SCIENCE Minister George Freeman has announced a record £52billion investment in public research and development over the next three years. That is £775 for every man, woman and child in Britain. So what are they spending your money on? You probably guessed it: the first grants under the scheme are being made to produce more biotech vaccines and industrial quantities of fake meat.
Freeman announced that traditional agriculture is inadequate to the task of feeding the world. Accordingly, the newly funded Cellular Agriculture Manufacturing Hub will spearhead the development of processes to produce key food groups such as proteins sustainably and cost-effectively to feed a growing global population.
The Hub will undertake ‘upstream engagement with a wide range of stakeholders including consumers, food producers and retailers to promote transformational food development’. Translation: very soon the government will be rewriting our dinner menus.
According to Professor Marianne Ellis of the University of Bath, who will benefit from the first funding award, ‘This would enable production of foodstuffs and the vast array of co-products that are the same as traditional products produced in a system similar to brewing.’
Bearing in mind that no specific processes have yet been developed or their products tasted, the claim of similarity with traditional food and the analogy with the brewing of beer stumbles at the first hurdle. In fact what is being proposed is biotechnology on an industrial scale using processes which are already known to be energy-hungry, risk-intensive and subject to genetic contamination.
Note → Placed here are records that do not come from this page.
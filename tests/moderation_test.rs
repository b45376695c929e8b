//! Administrative edits and deletions with their audit trail.

mod common;

use chia_directory::domain::{EntrepreneurPatch, ExplorerPatch, User};
use chia_directory::errors::AppError;
use chia_directory::services::ServiceContainer;

use common::{entrepreneur_registration, explorer_registration, test_db};

async fn entrepreneur_id(services: &dyn ServiceContainer, owner: &User) -> i32 {
    services
        .reports()
        .admin_dashboard()
        .await
        .unwrap()
        .entrepreneurs
        .into_iter()
        .find(|e| e.user_id == owner.id)
        .map(|e| e.id)
        .unwrap()
}

async fn explorer_id(services: &dyn ServiceContainer, owner: &User) -> i32 {
    services
        .reports()
        .admin_dashboard()
        .await
        .unwrap()
        .explorers
        .into_iter()
        .find(|e| e.user_id == owner.id)
        .map(|e| e.id)
        .unwrap()
}

#[tokio::test]
async fn test_edit_without_changes_is_still_audited() {
    let db = test_db().await;
    let services = db.services();
    let owner = services
        .auth()
        .register(entrepreneur_registration("luis", "luis@x.com", "Arepas", "900"))
        .await
        .unwrap();
    let id = entrepreneur_id(services.as_ref(), &owner).await;

    services
        .moderation()
        .edit_entrepreneur(id, EntrepreneurPatch::default(), None)
        .await
        .unwrap();

    let logs = services.reports().admin_dashboard().await.unwrap().logs;
    let edit = logs
        .iter()
        .find(|entry| entry.action == "Edición de Emprendedor")
        .unwrap();
    assert_eq!(edit.entity_id, Some(id));
    assert_eq!(
        edit.details,
        "Se editaron los datos del emprendimiento 'Arepas'. Cambios: Sin cambios detectados"
    );
}

#[tokio::test]
async fn test_zone_change_produces_single_fragment() {
    let db = test_db().await;
    let services = db.services();
    let admin = match services.auth().bootstrap_admin().await.unwrap() {
        chia_directory::services::BootstrapOutcome::Created(user) => user,
        other => panic!("unexpected outcome {:?}", other),
    };
    let owner = services
        .auth()
        .register(entrepreneur_registration("luis", "luis@x.com", "Arepas", "900"))
        .await
        .unwrap();
    let id = entrepreneur_id(services.as_ref(), &owner).await;

    let patch = EntrepreneurPatch {
        zone: Some("Sur".into()),
        business_name: Some("Arepas".into()),
        ..Default::default()
    };
    let updated = services
        .moderation()
        .edit_entrepreneur(id, patch, Some(admin.id))
        .await
        .unwrap();
    assert_eq!(updated.zone, "Sur");
    assert_eq!(updated.location, "Calle 10");

    let logs = services.reports().admin_dashboard().await.unwrap().logs;
    let edit = &logs[0];
    assert_eq!(edit.actor_id, Some(admin.id));
    assert!(edit.details.ends_with("Cambios: zona: 'Norte' → 'Sur'"));
    assert_eq!(edit.details.matches(" → ").count(), 1);
}

#[tokio::test]
async fn test_empty_field_clears_value() {
    let db = test_db().await;
    let services = db.services();
    let owner = services
        .auth()
        .register(explorer_registration("ana", "ana@x.com", "Comida"))
        .await
        .unwrap();
    let id = explorer_id(services.as_ref(), &owner).await;

    let patch = ExplorerPatch {
        phone: Some(String::new()),
        birth_date: Some("2000-01-31".into()),
        ..Default::default()
    };
    let updated = services
        .moderation()
        .edit_explorer(id, patch, None)
        .await
        .unwrap();

    assert_eq!(updated.phone, "");
    assert_eq!(updated.first_name, "Ana");
    let logs = services.reports().admin_dashboard().await.unwrap().logs;
    assert!(logs[0].details.contains("telefono: '3001234567' → ''"));
    assert!(logs[0].details.contains("fecha_nacimiento: '' → '2000-01-31'"));
    assert!(logs[0].details.contains("explorador 'Ana Ruiz'"));
}

#[tokio::test]
async fn test_bad_date_aborts_edit_without_audit() {
    let db = test_db().await;
    let services = db.services();
    let owner = services
        .auth()
        .register(explorer_registration("ana", "ana@x.com", "Comida"))
        .await
        .unwrap();
    let id = explorer_id(services.as_ref(), &owner).await;

    let patch = ExplorerPatch {
        first_name: Some("Otra".into()),
        birth_date: Some("2000/01/31".into()),
        ..Default::default()
    };
    let result = services.moderation().edit_explorer(id, patch, None).await;
    assert!(matches!(result, Err(AppError::Validation(_))));

    let stored = services.moderation().explorer(id).await.unwrap();
    assert_eq!(stored.first_name, "Ana");
    let dashboard = services.reports().admin_dashboard().await.unwrap();
    assert_eq!(dashboard.actions.get("Edición"), Some(0));
}

#[tokio::test]
async fn test_nit_collision_on_edit_is_rejected() {
    let db = test_db().await;
    let services = db.services();
    services
        .auth()
        .register(entrepreneur_registration("luis", "luis@x.com", "Arepas", "900"))
        .await
        .unwrap();
    let eva = services
        .auth()
        .register(entrepreneur_registration("eva", "eva@x.com", "Panes", "901"))
        .await
        .unwrap();
    let id = entrepreneur_id(services.as_ref(), &eva).await;

    let patch = EntrepreneurPatch {
        tax_id: Some("900".into()),
        ..Default::default()
    };
    let result = services.moderation().edit_entrepreneur(id, patch, None).await;
    assert!(matches!(result, Err(AppError::Conflict(_))));
    assert_eq!(services.moderation().entrepreneur(id).await.unwrap().tax_id, "901");
}

#[tokio::test]
async fn test_delete_entrepreneur_removes_profile_and_user() {
    let db = test_db().await;
    let services = db.services();
    let owner = services
        .auth()
        .register(entrepreneur_registration("luis", "luis@x.com", "Arepas", "900"))
        .await
        .unwrap();
    let id = entrepreneur_id(services.as_ref(), &owner).await;

    services
        .moderation()
        .delete_entrepreneur(id, None)
        .await
        .unwrap();

    assert!(matches!(
        services.moderation().entrepreneur(id).await,
        Err(AppError::NotFound)
    ));
    assert!(matches!(
        services.moderation().account(owner.id).await,
        Err(AppError::NotFound)
    ));

    let dashboard = services.reports().admin_dashboard().await.unwrap();
    assert_eq!(dashboard.total_users, 0);
    let deletion = &dashboard.logs[0];
    assert_eq!(deletion.action, "Eliminación");
    assert_eq!(deletion.entity_id, Some(owner.id));
    assert!(deletion.details.contains("\"luis\""));
    assert!(deletion.details.contains("\"Arepas\""));

    // A second delete finds nothing
    assert!(matches!(
        services.moderation().delete_entrepreneur(id, None).await,
        Err(AppError::NotFound)
    ));
}

#[tokio::test]
async fn test_delete_explorer_removes_profile_and_user() {
    let db = test_db().await;
    let services = db.services();
    let owner = services
        .auth()
        .register(explorer_registration("ana", "ana@x.com", "Comida"))
        .await
        .unwrap();
    let id = explorer_id(services.as_ref(), &owner).await;

    services.moderation().delete_explorer(id, None).await.unwrap();

    let dashboard = services.reports().admin_dashboard().await.unwrap();
    assert!(dashboard.explorers.is_empty());
    assert_eq!(dashboard.total_users, 0);
    assert_eq!(dashboard.actions.values, vec![1, 0, 1]);
    assert!(matches!(
        services.auth().login("ana", "secreto").await,
        Err(AppError::InvalidCredentials)
    ));
}

#[tokio::test]
async fn test_failed_audit_append_rolls_back_the_edit() {
    let db = test_db().await;
    let services = db.services();
    let owner = services
        .auth()
        .register(entrepreneur_registration("luis", "luis@x.com", "Arepas", "900"))
        .await
        .unwrap();
    let id = entrepreneur_id(services.as_ref(), &owner).await;

    // The profile update succeeds; the audit row then violates the actor
    // foreign key.
    let patch = EntrepreneurPatch {
        zone: Some("Sur".into()),
        ..Default::default()
    };
    let result = services
        .moderation()
        .edit_entrepreneur(id, patch, Some(9_999))
        .await;
    assert!(matches!(result, Err(AppError::Database(_))));

    let stored = services.moderation().entrepreneur(id).await.unwrap();
    assert_eq!(stored.zone, "Norte");
    let dashboard = services.reports().admin_dashboard().await.unwrap();
    assert_eq!(dashboard.actions.get("Edición"), Some(0));
    assert_eq!(dashboard.logs.len(), 1);
}

#[tokio::test]
async fn test_failed_delete_keeps_account() {
    let db = test_db().await;
    let services = db.services();
    let owner = services
        .auth()
        .register(explorer_registration("ana", "ana@x.com", "Comida"))
        .await
        .unwrap();
    let id = explorer_id(services.as_ref(), &owner).await;

    let result = services.moderation().delete_explorer(id, Some(9_999)).await;
    assert!(matches!(result, Err(AppError::Database(_))));

    assert!(services.moderation().explorer(id).await.is_ok());
    assert!(services.auth().login("ana", "secreto").await.is_ok());
    let dashboard = services.reports().admin_dashboard().await.unwrap();
    assert_eq!(dashboard.actions.values, vec![1, 0, 0]);
}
In my book Your DNA Diet, I discuss research illustrating the value of natural food based on DNA to maintain our health. We have enjoyed a co-evolutionary relationship with these foods for millions of years. Genetically processed foods will not have this same relationship. Industrial production of such foods will also change the relationship of consumers with producers, placing food supply in the hands of giant corporations.
The second recipient of government research largesse will be the Future Vaccines Manufacturing Hub led by Professor Dame Sarah Gilbert at Oxford University and Professor Martina Micheletti at University College London. This group is a follow-on from the Oxford University-AstraZeneca collaboration which gave us a Covid vaccine that is no longer used around the world possibly because of the danger of adverse effects.
The Vaccine Hub intends ‘to make it possible to undertake mass programmes of non-invasive vaccination’. For your reference, non-invasive delivery systems currently under development include oral and nasal vaccines, and vaccines built into foods.
The Vaccine Hub will develop cellular-level technologies. As we have noted previously, the basis of life as we know it is the cell. Genetically altering cellular processes is inherently mutagenic and undermines the very basis of biostability and health.
The press release from UK Research and Innovation announcing these new grants is headlined: ‘Vaccine and food manufacturing hubs will save lives and cut carbon’. It makes ample use of phrases designed to sound reassuring such as ‘Food production revolutionised’, ’A hub for health and life’, and so on. The release also reassures us that Covid vaccines have been ‘game-changing’ – they certainly have, but not in the way originally intended. The current high level of excess deaths in the UK and elsewhere, disproportionately affecting those in receipt of Covid vaccines, tells its own story.
The hubs are each associated with a long list of private-sector partners from the biotechnology industry. To facilitate the commercialisation of biotech products, the UK government is loosening the regulations requiring the public to be informed about what they are eating. The Genetic Technology Act, which passed into law last Thursday, ‘removes plants and animals produced through precision breeding technologies from regulatory requirements applicable in England to the environmental release and marketing of GMOs (Genetically Modified Organisms)’.
The key change here is merely semantic: genetic manipulation is now described as a ‘precise’ process and will thereby escape regulation and labelling. Watch Dr Michael Antoniou of King’s College London discuss the dangers of gene crop deregulation in the new Act.
New UK policies appear to be at least in part a response to the huge pressure exerted by scientists, academic institutions and biotech firms on the government to continue the massive level of funding they enjoyed during the pandemic. All this is being undertaken in the absence of any credible official evaluation of the impact, advisability, cost and safety of pandemic policies. It is of note that independent evaluations such as this paper are pointing to huge mistakes, which the new grants appear poised to repeat. A form of madness has gripped our politicians as they rush ahead without bothering to inform themselves of potential dire consequences.